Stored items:
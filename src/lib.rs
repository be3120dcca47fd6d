mod utils;

pub mod audio;
pub mod db;
pub mod settings;
pub mod surface;
pub mod survey;

use std::{path::PathBuf, sync::Arc};

use anyhow::{anyhow, Context, Result};
use chrono::Utc;
use clap::Parser;
use log::{info, warn};
use tokio::io::{AsyncBufReadExt, BufReader};

use audio::{default_player, failure_channel, CallPlayer};
use db::{Database, Detection, SurveySite};
use settings::{SettingsStore, DEBUG_ENV_VAR};
use surface::TerminalSurface;
use survey::{format_remaining, SurveyController, SurveyProtocol, SurveyStatus};

pub use utils::logging::init_logging;

#[derive(Parser, Debug)]
#[command(name = "coha-survey", version, about = "Guided Cooper's Hawk call-playback survey")]
pub struct Cli {
    /// Directory holding settings.json and the survey journal.
    #[arg(long, default_value = "coha-data")]
    pub data_dir: PathBuf,

    /// Observer id, usually an email address. Remembered between runs; the
    /// configured debug observer switches on short timings.
    #[arg(long)]
    pub observer: Option<String>,

    /// Quadrat letter A-X. Remembered between runs.
    #[arg(long)]
    pub quadrat: Option<String>,

    /// Station number within the quadrat, 1-16.
    #[arg(long)]
    pub station: Option<u8>,

    #[arg(long, allow_negative_numbers = true)]
    pub latitude: Option<f64>,

    #[arg(long, allow_negative_numbers = true)]
    pub longitude: Option<f64>,

    /// Use the short debug timings.
    #[arg(long)]
    pub debug: bool,

    /// Survey protocol: three-call or silent.
    #[arg(long, value_parser = parse_protocol)]
    pub protocol: Option<SurveyProtocol>,

    /// Call recording to broadcast, overriding settings.json.
    #[arg(long)]
    pub clip: Option<PathBuf>,
}

fn parse_protocol(value: &str) -> Result<SurveyProtocol, String> {
    SurveyProtocol::parse(value).ok_or_else(|| format!("unknown protocol '{value}'"))
}

/// One `key=value` pair of the `site` command.
#[derive(Debug, Clone, PartialEq)]
pub enum SiteField {
    Quadrat(String),
    Station(u8),
    Cloud(String),
    Wind(String),
    Noise(String),
    Latitude(f64),
    Longitude(f64),
}

impl SiteField {
    fn parse(pair: &str) -> Result<Self, String> {
        let (key, value) = pair
            .split_once('=')
            .ok_or_else(|| format!("expected key=value, got '{pair}'"))?;
        let number = |what: &str| {
            value
                .parse::<f64>()
                .map_err(|_| format!("{what} must be a number, got '{value}'"))
        };
        let field = match key.to_ascii_lowercase().as_str() {
            "quadrat" => SiteField::Quadrat(value.to_ascii_uppercase()),
            "station" => SiteField::Station(
                value
                    .parse()
                    .map_err(|_| format!("station must be 1-16, got '{value}'"))?,
            ),
            "cloud" => SiteField::Cloud(value.to_string()),
            "wind" => SiteField::Wind(value.to_string()),
            "noise" => SiteField::Noise(value.to_string()),
            "lat" | "latitude" => SiteField::Latitude(number("latitude")?),
            "lon" | "longitude" => SiteField::Longitude(number("longitude")?),
            other => return Err(format!("unknown site field '{other}'")),
        };
        Ok(field)
    }

    fn apply(self, site: &mut SurveySite) {
        match self {
            SiteField::Quadrat(quadrat) => site.quadrat = Some(quadrat),
            SiteField::Station(station) => site.station = Some(station),
            SiteField::Cloud(cloud) => site.cloud = Some(cloud),
            SiteField::Wind(wind) => site.wind = Some(wind),
            SiteField::Noise(noise) => site.noise = Some(noise),
            SiteField::Latitude(lat) => site.latitude = Some(lat),
            SiteField::Longitude(lon) => site.longitude = Some(lon),
        }
    }
}

/// A line typed by the observer.
#[derive(Debug, Clone, PartialEq)]
pub enum HostCommand {
    Start,
    Stop,
    Status,
    /// Updates station and conditions; no fields shows the current ones.
    Site(Vec<SiteField>),
    Detect(Detection),
    History,
    Help,
    Quit,
}

pub fn parse_command(line: &str) -> Result<HostCommand, String> {
    let mut words = line.split_whitespace();
    let Some(verb) = words.next() else {
        return Err("empty command".into());
    };

    let command = match verb.to_ascii_lowercase().as_str() {
        "start" => HostCommand::Start,
        "stop" => HostCommand::Stop,
        "status" => HostCommand::Status,
        "history" => HostCommand::History,
        "help" | "?" => HostCommand::Help,
        "quit" | "exit" => HostCommand::Quit,
        "site" => HostCommand::Site(words.map(SiteField::parse).collect::<Result<Vec<_>, String>>()?),
        "detect" => {
            let answer = words
                .next()
                .ok_or_else(|| "usage: detect yes [bearing] [distance_m] | detect no".to_string())?;
            match answer.to_ascii_lowercase().as_str() {
                "no" | "n" => HostCommand::Detect(Detection::none()),
                "yes" | "y" => {
                    let direction_deg = words
                        .next()
                        .map(|raw| {
                            raw.parse::<u16>()
                                .map_err(|_| format!("bearing must be 0-359, got '{raw}'"))
                        })
                        .transpose()?;
                    let distance_m = words
                        .next()
                        .map(|raw| {
                            raw.parse::<f64>()
                                .map_err(|_| format!("distance must be metres, got '{raw}'"))
                        })
                        .transpose()?;
                    HostCommand::Detect(
                        Detection::sighted(direction_deg, distance_m).map_err(|err| err.to_string())?,
                    )
                }
                other => return Err(format!("expected yes or no, got '{other}'")),
            }
        }
        other => return Err(format!("unknown command '{other}' (try 'help')")),
    };
    Ok(command)
}

const HELP: &str = "commands: start | stop | status | site [quadrat=K station=7 cloud=.. wind=.. noise=.. lat=.. lon=..] | detect yes [bearing] [distance_m] | detect no | history | quit";

pub(crate) struct AppState {
    pub(crate) controller: SurveyController,
    pub(crate) db: Database,
}

impl AppState {
    /// Returns false when the host should exit.
    async fn handle(&self, command: HostCommand) -> Result<bool> {
        match command {
            HostCommand::Start => {
                let snapshot = self.controller.start_survey().await?;
                info!("survey running ({} phases)", snapshot.phase_count);
            }
            HostCommand::Stop => {
                let snapshot = self.controller.stop_survey().await?;
                if snapshot.status == SurveyStatus::Stopped {
                    println!("\nSurvey stopped with {} remaining.", snapshot.display);
                }
            }
            HostCommand::Status => {
                let snapshot = self.controller.get_snapshot().await;
                println!("{}", serde_json::to_string_pretty(&snapshot)?);
            }
            HostCommand::Site(fields) if fields.is_empty() => {
                let site = self.controller.site().await;
                println!("{}", serde_json::to_string_pretty(&site)?);
            }
            HostCommand::Site(fields) => {
                let mut site = self.controller.site().await;
                for field in fields {
                    field.apply(&mut site);
                }
                match self.controller.set_site(site).await {
                    Ok(()) => println!("Site updated; it applies to the next survey."),
                    Err(err) => println!("Not updated: {err}"),
                }
            }
            HostCommand::Detect(detection) => match self.controller.record_detection(detection).await {
                Ok(run_id) => println!("Saved detection for survey {run_id}."),
                Err(err) => println!("Not saved: {err}"),
            },
            HostCommand::History => {
                for run in self.db.list_survey_runs(10).await? {
                    let detection = match run.detection {
                        Some(d) if d.detected => "detected",
                        Some(_) => "not detected",
                        None => "no outcome",
                    };
                    let station = match (&run.site.quadrat, run.site.station) {
                        (Some(quadrat), Some(station)) => format!("{quadrat}.{station:02}"),
                        _ => "-".to_string(),
                    };
                    println!(
                        "{}  {:<5} {:<11} {:<9} {}/{} phases  {}",
                        run.started_at.format("%Y-%m-%d %H:%M"),
                        station,
                        run.status.as_str(),
                        run.protocol,
                        run.phases_completed,
                        run.phases_total,
                        detection
                    );
                }
            }
            HostCommand::Help => println!("{HELP}"),
            HostCommand::Quit => return Ok(false),
        }
        Ok(true)
    }
}

pub fn run() -> Result<()> {
    let cli = Cli::parse();
    init_logging(log::LevelFilter::Info);

    log::info!("COHA survey starting up...");

    let runtime = tokio::runtime::Runtime::new().context("failed to start tokio runtime")?;
    runtime.block_on(run_host(cli))
}

async fn run_host(cli: Cli) -> Result<()> {
    std::fs::create_dir_all(&cli.data_dir)
        .with_context(|| format!("failed to create {}", cli.data_dir.display()))?;

    let settings_path = cli.data_dir.join("settings.json");
    let first_run = !settings_path.exists();
    let settings_store = SettingsStore::new(settings_path.clone())?;
    if first_run {
        // Leave an editable copy of the defaults behind.
        settings_store.update_survey(settings_store.survey())?;
        info!("Wrote default settings to {}", settings_path.display());
    }
    let mut settings = settings_store.survey();

    // Observer and quadrat carry over between runs, the way a field form remembers them.
    let mut remembered = settings.clone();
    if let Some(observer) = &cli.observer {
        remembered.observer = Some(observer.trim().to_string());
    }
    if let Some(quadrat) = &cli.quadrat {
        remembered.quadrat = Some(quadrat.trim().to_ascii_uppercase());
    }
    let site = SurveySite {
        observer: remembered.observer.clone(),
        quadrat: remembered.quadrat.clone(),
        station: cli.station,
        latitude: cli.latitude,
        longitude: cli.longitude,
        ..SurveySite::default()
    };
    site.validate().context("invalid station settings")?;
    if remembered != settings {
        settings_store.update_survey(remembered.clone())?;
        settings = remembered;
    }

    if let Some(protocol) = cli.protocol {
        settings.protocol = protocol;
    }
    if let Some(clip) = cli.clip {
        settings.call_clip = clip;
    }

    let env_debug = std::env::var(DEBUG_ENV_VAR).ok();
    let debug = settings.debug_enabled(cli.debug, env_debug.as_deref(), site.observer.as_deref());
    if debug {
        warn!("debug mode: using shortened phase timings");
    }

    let database = Database::new(cli.data_dir.join("coha.sqlite3"))?;

    // Finalize surveys that were running when the program last died.
    let recovered = database.mark_interrupted_runs(Utc::now()).await?;
    if recovered > 0 {
        warn!("Marked {recovered} unfinished survey(s) as Interrupted");
    }

    let (failure_tx, failure_rx) = failure_channel();
    let player: Arc<dyn CallPlayer> = Arc::from(default_player(failure_tx));
    let controller = SurveyController::new(
        &settings,
        debug,
        Arc::new(TerminalSurface::new()),
        player,
        Some(database.clone()),
    );
    let _failure_watch = controller.watch_playback_failures(failure_rx);
    controller.set_site(site).await?;

    let app = AppState {
        controller,
        db: database,
    };

    let timings = settings.timings_for(debug);
    println!(
        "COHA survey ready ({}, first listen {}). {HELP}",
        settings.protocol.as_str(),
        format_remaining(std::time::Duration::from_secs(timings.initial_listen_secs))
    );

    let mut lines = BufReader::new(tokio::io::stdin()).lines();
    loop {
        tokio::select! {
            line = lines.next_line() => {
                let Some(line) = line.context("failed to read stdin")? else {
                    break;
                };
                if line.trim().is_empty() {
                    continue;
                }
                match parse_command(&line) {
                    Ok(command) => {
                        if !app.handle(command).await? {
                            break;
                        }
                    }
                    Err(message) => println!("{message}"),
                }
            }
            signal = tokio::signal::ctrl_c() => {
                signal.map_err(|err| anyhow!("failed to listen for ctrl-c: {err}"))?;
                break;
            }
        }
    }

    // Leaving mid-survey cancels it so the journal does not show it as interrupted.
    app.controller.stop_survey().await?;
    info!("COHA survey shutting down");
    Ok(())
}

» WHAT TO WORK ON: Having output the line that contains "between runs; the", stop. Every line before it, back to the first line of the data, must be reproduced exactly.

» RESULT BELOW:
filename src/lib.rs
repository be3120dcca47fd6d
mod utils;

pub mod audio;
pub mod db;
pub mod settings;
pub mod surface;
pub mod survey;

use std::{path::PathBuf, sync::Arc};

use anyhow::{anyhow, Context, Result};
use chrono::Utc;
use clap::Parser;
use log::{info, warn};
use tokio::io::{AsyncBufReadExt, BufReader};

use audio::{default_player, failure_channel, CallPlayer};
use db::{Database, Detection, SurveySite};
use settings::{SettingsStore, DEBUG_ENV_VAR};
use surface::TerminalSurface;
use survey::{format_remaining, SurveyController, SurveyProtocol, SurveyStatus};

pub use utils::logging::init_logging;

#[derive(Parser, Debug)]
#[command(name = "coha-survey", version, about = "Guided Cooper's Hawk call-playback survey")]
pub struct Cli {
    /// Directory holding settings.json and the survey journal.
    #[arg(long, default_value = "coha-data")]
    pub data_dir: PathBuf,

    /// Observer id, usually an email address. Remembered between runs; the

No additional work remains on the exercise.